POZZUOLI – Affiancata da un’auto scura e inseguita per qualche chilometro. Attimi di terrore per una donna, derubata mentre stava rientrando a casa. La vittima è stata costretta a fermarsi e a consegnare il denaro che aveva con sé. Tutto è iniziato all’altezza dell’ospedale Santa Maria delle Grazie di Pozzuoli dove due uomini, a bordo di una Renault scura, hanno intimato alla malcapitata di fermarsi. Clacson impazzito, lampeggianti e improperi dal finestrino. La donna ha proseguito, però, la sua corsa, sperando di poter trovare aiuto presso la stazione dei carabinieri di Licola, attualmente chiusa. Svanita la speranza, la donna si è fermata.

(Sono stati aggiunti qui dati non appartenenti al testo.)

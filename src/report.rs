//! Console and JSON reporting
//!
//! Sections are rendered into any `io::Write` so the binary prints them to
//! stdout and tests render them into a buffer.

use anyhow::{Context, Result};
use serde::{Deserialize, Serialize};
use std::io::{self, Write};
use std::path::Path;

use crate::models::{AggregateReport, Item, SessionSummary, StepOutcome, WordCount};
use crate::utils::truncate_text;

/// Maximum characters of body shown per item
pub const BODY_EXCERPT_CHARS: usize = 800;

const RULE: &str = "========================================";

/// Everything a finished run produced, as written by `--json-out`
#[derive(Debug, Clone, Serialize, Deserialize)]
pub struct RunReport {
    #[serde(flatten)]
    pub aggregate: AggregateReport,
    pub word_counts: Vec<WordCount>,
    pub images: Vec<StepOutcome>,
}

fn heading(out: &mut dyn Write, title: &str) -> io::Result<()> {
    writeln!(out, "\n{RULE}")?;
    writeln!(out, "{title}")?;
    writeln!(out, "{RULE}")
}

/// Source titles with a body excerpt
pub fn render_items(out: &mut dyn Write, items: &[Item]) -> io::Result<()> {
    heading(out, "ARTICLES")?;

    for (idx, item) in items.iter().enumerate() {
        writeln!(out, "\n[{}] {}", idx + 1, item.title.as_deref().unwrap_or("(untitled)"))?;
        writeln!(out, "URL: {}", item.url())?;
        if let Some(path) = &item.image_path {
            writeln!(out, "Image: {}", path.display())?;
        }
        if item.body.is_empty() {
            writeln!(out, "(no body text)")?;
        } else {
            writeln!(out, "{}", truncate_text(&item.body, BODY_EXCERPT_CHARS))?;
        }
    }

    Ok(())
}

/// Translated titles, one per item
pub fn render_translations(out: &mut dyn Write, items: &[Item]) -> io::Result<()> {
    heading(out, "TRANSLATED TITLES")?;

    for (idx, item) in items.iter().enumerate() {
        match &item.translation {
            StepOutcome::Succeeded => writeln!(out, "[{}] {}", idx + 1, item.translated_title)?,
            other => writeln!(out, "[{}] (translation {other})", idx + 1)?,
        }
    }

    Ok(())
}

/// Words repeated across translated titles
pub fn render_word_counts(out: &mut dyn Write, counts: &[WordCount]) -> io::Result<()> {
    heading(out, "REPEATED WORDS")?;

    if counts.is_empty() {
        writeln!(out, "No repeated words")?;
    }
    for count in counts {
        writeln!(out, "{}: {}", count.word, count.count)?;
    }

    Ok(())
}

/// Per-session pass/fail block; printed on every run
pub fn render_summary(out: &mut dyn Write, sessions: &[SessionSummary]) -> io::Result<()> {
    heading(out, "SESSION SUMMARY")?;

    for session in sessions {
        let mark = if session.passed { "PASS" } else { "FAIL" };
        write!(out, "[{mark}] {} ({} items)", session.label, session.item_count)?;
        match &session.error {
            Some(error) => writeln!(out, ": {error}")?,
            None => writeln!(out)?,
        }
    }

    let passed = sessions.iter().filter(|s| s.passed).count();
    writeln!(out, "\n{passed}/{} sessions passed", sessions.len())
}

/// Write the run report as pretty JSON
pub fn write_json(path: &Path, report: &RunReport) -> Result<()> {
    if let Some(parent) = path.parent().filter(|p| !p.as_os_str().is_empty()) {
        std::fs::create_dir_all(parent)
            .with_context(|| format!("Failed to create directory: {}", parent.display()))?;
    }

    let json = serde_json::to_string_pretty(report).context("Failed to serialize run report")?;
    std::fs::write(path, json)
        .with_context(|| format!("Failed to write report: {}", path.display()))?;

    Ok(())
}
// Core data structures for the tribuna scraper

use chrono::{DateTime, Utc};
use serde::{Deserialize, Serialize};
use serde_json::{Map, Value};
use std::fmt;
use std::path::PathBuf;

/// One browser/device configuration a session runs against
///
/// Field names on the wire follow the environment descriptor
/// (`browserName`, `providerOptions`, `sessionLabel`, ...).
#[derive(Debug, Clone, PartialEq, Serialize, Deserialize)]
#[serde(rename_all = "camelCase")]
pub struct EnvironmentSpec {
    pub browser_name: String,

    #[serde(default, skip_serializing_if = "Option::is_none")]
    pub browser_version: Option<String>,

    pub provider_options: ProviderOptions,

    #[serde(rename = "sessionLabel", alias = "label")]
    pub label: String,

    /// Additional flat capability keys copied as-is into the session request
    #[serde(default, skip_serializing_if = "Map::is_empty")]
    pub extra: Map<String, Value>,
}

impl EnvironmentSpec {
    /// Desktop environment (browser on an operating system)
    pub fn desktop(browser: &str, version: Option<&str>, os: &str, os_version: &str, label: &str) -> Self {
        let mut extra = Map::new();
        extra.insert("sessionName".to_string(), Value::String(label.to_string()));

        Self {
            browser_name: browser.to_string(),
            browser_version: version.map(str::to_string),
            provider_options: ProviderOptions::Desktop {
                os: os.to_string(),
                os_version: os_version.to_string(),
                extra,
            },
            label: label.to_string(),
            extra: Map::new(),
        }
    }

    /// Real-device environment (browser on a phone or tablet)
    pub fn device(
        browser: &str,
        device_name: &str,
        os_version: &str,
        platform_name: Option<&str>,
        label: &str,
    ) -> Self {
        let mut extra = Map::new();
        extra.insert("sessionName".to_string(), Value::String(label.to_string()));

        Self {
            browser_name: browser.to_string(),
            browser_version: None,
            provider_options: ProviderOptions::Device {
                device_name: device_name.to_string(),
                os_version: os_version.to_string(),
                platform_name: platform_name.map(str::to_string),
                real_mobile: "true".to_string(),
                extra,
            },
            label: label.to_string(),
            extra: Map::new(),
        }
    }

    /// Whether this environment targets a mobile device
    pub fn is_mobile(&self) -> bool {
        matches!(self.provider_options, ProviderOptions::Device { .. })
    }
}

/// Provider-specific option block, forwarded verbatim to the hub
#[derive(Debug, Clone, PartialEq, Serialize, Deserialize)]
#[serde(untagged)]
pub enum ProviderOptions {
    #[serde(rename_all = "camelCase")]
    Desktop {
        os: String,
        os_version: String,
        #[serde(flatten)]
        extra: Map<String, Value>,
    },
    #[serde(rename_all = "camelCase")]
    Device {
        device_name: String,
        os_version: String,
        #[serde(default, skip_serializing_if = "Option::is_none")]
        platform_name: Option<String>,
        real_mobile: String,
        #[serde(flatten)]
        extra: Map<String, Value>,
    },
}

/// Outcome of a best-effort step that must never fail its caller
#[derive(Debug, Clone, Default, PartialEq, Eq, Serialize, Deserialize)]
#[serde(tag = "status", content = "reason", rename_all = "snake_case")]
pub enum StepOutcome {
    #[default]
    NotAttempted,
    FailedNonFatal(String),
    Succeeded,
}

impl StepOutcome {
    pub fn failed(reason: impl fmt::Display) -> Self {
        Self::FailedNonFatal(reason.to_string())
    }

    pub fn is_success(&self) -> bool {
        matches!(self, Self::Succeeded)
    }
}

impl fmt::Display for StepOutcome {
    fn fmt(&self, f: &mut fmt::Formatter<'_>) -> fmt::Result {
        match self {
            Self::NotAttempted => write!(f, "not attempted"),
            Self::FailedNonFatal(reason) => write!(f, "failed ({reason})"),
            Self::Succeeded => write!(f, "succeeded"),
        }
    }
}

/// Scraped article record, keyed by URL
#[derive(Debug, Clone, Default, PartialEq, Serialize, Deserialize)]
pub struct Item {
    url: String,
    /// Source-language title (first heading)
    pub title: Option<String>,
    /// Source-language body, paragraphs separated by blank lines
    pub body: String,
    /// Translated title, empty when translation failed or was skipped
    pub translated_title: String,
    pub translation: StepOutcome,
    pub image_url: Option<String>,
    pub image_path: Option<PathBuf>,
}

impl Item {
    pub fn new(url: impl Into<String>) -> Self {
        Self {
            url: url.into(),
            ..Default::default()
        }
    }

    /// Identity key; fixed at construction
    pub fn url(&self) -> &str {
        &self.url
    }
}

/// How a session reached the target section
#[derive(Debug, Clone, Copy, PartialEq, Eq, Serialize, Deserialize)]
#[serde(rename_all = "snake_case")]
pub enum NavigationPath {
    Desktop,
    MobileMenu,
    AnchorScan,
}

impl NavigationPath {
    pub fn as_str(&self) -> &'static str {
        match self {
            Self::Desktop => "desktop",
            Self::MobileMenu => "mobile-menu",
            Self::AnchorScan => "anchor-scan",
        }
    }
}

impl fmt::Display for NavigationPath {
    fn fmt(&self, f: &mut fmt::Formatter<'_>) -> fmt::Result {
        f.write_str(self.as_str())
    }
}

/// Result of one session, produced exactly once
#[derive(Debug, Clone, PartialEq, Serialize, Deserialize)]
pub struct SessionResult {
    pub label: String,
    pub success: bool,
    pub items: Vec<Item>,
    pub error: Option<String>,
    pub consent: StepOutcome,
    pub navigation_path: Option<NavigationPath>,
}

impl SessionResult {
    pub fn passed(label: &str, items: Vec<Item>) -> Self {
        Self {
            label: label.to_string(),
            success: true,
            items,
            error: None,
            consent: StepOutcome::NotAttempted,
            navigation_path: None,
        }
    }

    pub fn failed(label: &str, items: Vec<Item>, error: impl fmt::Display) -> Self {
        Self {
            label: label.to_string(),
            success: false,
            items,
            error: Some(error.to_string()),
            consent: StepOutcome::NotAttempted,
            navigation_path: None,
        }
    }

    pub fn summary(&self) -> SessionSummary {
        SessionSummary {
            label: self.label.clone(),
            passed: self.success,
            error: self.error.clone(),
            item_count: self.items.len(),
        }
    }
}

/// Pass/fail line for one session in the final report
#[derive(Debug, Clone, PartialEq, Eq, Serialize, Deserialize)]
pub struct SessionSummary {
    pub label: String,
    pub passed: bool,
    pub error: Option<String>,
    pub item_count: usize,
}

/// Deduplicated, size-capped merge of all sessions' items
#[derive(Debug, Clone, Serialize, Deserialize)]
pub struct AggregateReport {
    pub run_id: uuid::Uuid,
    pub generated_at: DateTime<Utc>,
    pub items: Vec<Item>,
    pub sessions: Vec<SessionSummary>,
}

impl AggregateReport {
    pub fn passed_sessions(&self) -> usize {
        self.sessions.iter().filter(|s| s.passed).count()
    }

    pub fn failed_sessions(&self) -> usize {
        self.sessions.len() - self.passed_sessions()
    }
}

/// Token frequency across translated titles
#[derive(Debug, Clone, PartialEq, Eq, Serialize, Deserialize)]
pub struct WordCount {
    pub word: String,
    pub count: usize,
}
//! Retry utilities for resilient page loads
//!
//! This module provides a retry mechanism with exponential backoff used for
//! round trips whose failure is usually transient (landing page loads over a
//! remote browser connection).

use std::fmt::Display;
use std::future::Future;
use std::time::Duration;
use tracing::{debug, warn};

/// Configuration for retry behavior
#[derive(Debug, Clone)]
pub struct RetryConfig {
    /// Maximum number of retry attempts
    pub max_retries: u32,

    /// Base delay in milliseconds for exponential backoff
    pub base_delay_ms: u64,

    /// Maximum delay in milliseconds (caps exponential growth)
    pub max_delay_ms: u64,

    /// Multiplier for exponential backoff (default: 2.0)
    pub backoff_multiplier: f64,
}

impl Default for RetryConfig {
    fn default() -> Self {
        Self {
            max_retries: 2,
            base_delay_ms: 2000,
            max_delay_ms: 10_000,
            backoff_multiplier: 2.0,
        }
    }
}

impl RetryConfig {
    /// Create a new retry configuration with custom max retries
    pub fn new(max_retries: u32) -> Self {
        Self {
            max_retries,
            ..Default::default()
        }
    }

    /// Create a retry configuration with custom delays
    pub fn with_delays(max_retries: u32, base_delay_ms: u64, max_delay_ms: u64) -> Self {
        Self {
            max_retries,
            base_delay_ms,
            max_delay_ms,
            backoff_multiplier: 2.0,
        }
    }

    /// Calculate delay for a given attempt using exponential backoff
    fn calculate_delay(&self, attempt: u32) -> Duration {
        let delay_ms = if attempt == 0 {
            0
        } else {
            let exponential =
                self.base_delay_ms as f64 * self.backoff_multiplier.powi((attempt - 1) as i32);
            (exponential as u64).min(self.max_delay_ms)
        };

        Duration::from_millis(delay_ms)
    }
}

/// Execute an operation with retry logic and exponential backoff
///
/// Returns `Ok(T)` on success, or the last error once all attempts fail.
pub async fn with_retry<T, E, F, Fut>(config: &RetryConfig, operation: F) -> Result<T, E>
where
    E: Display,
    F: Fn() -> Fut,
    Fut: Future<Output = Result<T, E>>,
{
    with_retry_if(config, operation, |_| true).await
}

/// Execute an operation with retry logic, using a custom retry predicate
///
/// Errors for which `should_retry` returns false are returned immediately.
pub async fn with_retry_if<T, E, F, Fut, P>(
    config: &RetryConfig,
    operation: F,
    should_retry: P,
) -> Result<T, E>
where
    E: Display,
    F: Fn() -> Fut,
    Fut: Future<Output = Result<T, E>>,
    P: Fn(&E) -> bool,
{
    let mut attempt = 0;

    loop {
        // Apply exponential backoff for retries
        if attempt > 0 {
            let delay = config.calculate_delay(attempt);
            debug!(
                attempt = attempt,
                delay_ms = delay.as_millis(),
                "Retrying operation after delay"
            );
            tokio::time::sleep(delay).await;
        }

        match operation().await {
            Ok(result) => {
                if attempt > 0 {
                    debug!(attempt = attempt, "Operation succeeded after retry");
                }
                return Ok(result);
            }
            Err(e) => {
                if !should_retry(&e) {
                    warn!(error = %e, "Non-retryable error encountered");
                    return Err(e);
                }

                warn!(
                    attempt = attempt,
                    max_retries = config.max_retries,
                    error = %e,
                    "Operation failed"
                );

                if attempt >= config.max_retries {
                    return Err(e);
                }
            }
        }

        attempt += 1;
    }
}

LA DENUNCIA – «I due sono scesi dall’auto e le hanno estorto il denaro. Hanno tentato in tutti i modi di farla andare al bancomat. Ha dovuto comunque dare i soldi che aveva nel portafogli per farli andare via. Non ci sono più controlli sul territorio; non si vive più tranquilli», è la denuncia della figlia della vittima. Ancora una volta il trucco utilizzato è stato quello della truffa dello specchietto, che consiste nel far credere all’automobilista che la sua macchina abbia involontariamente urtato il retrovisore dell’auto di chi sta mettendo in atto il raggiro. Per la donna minuti di autentico terrore difficili da dimenticare.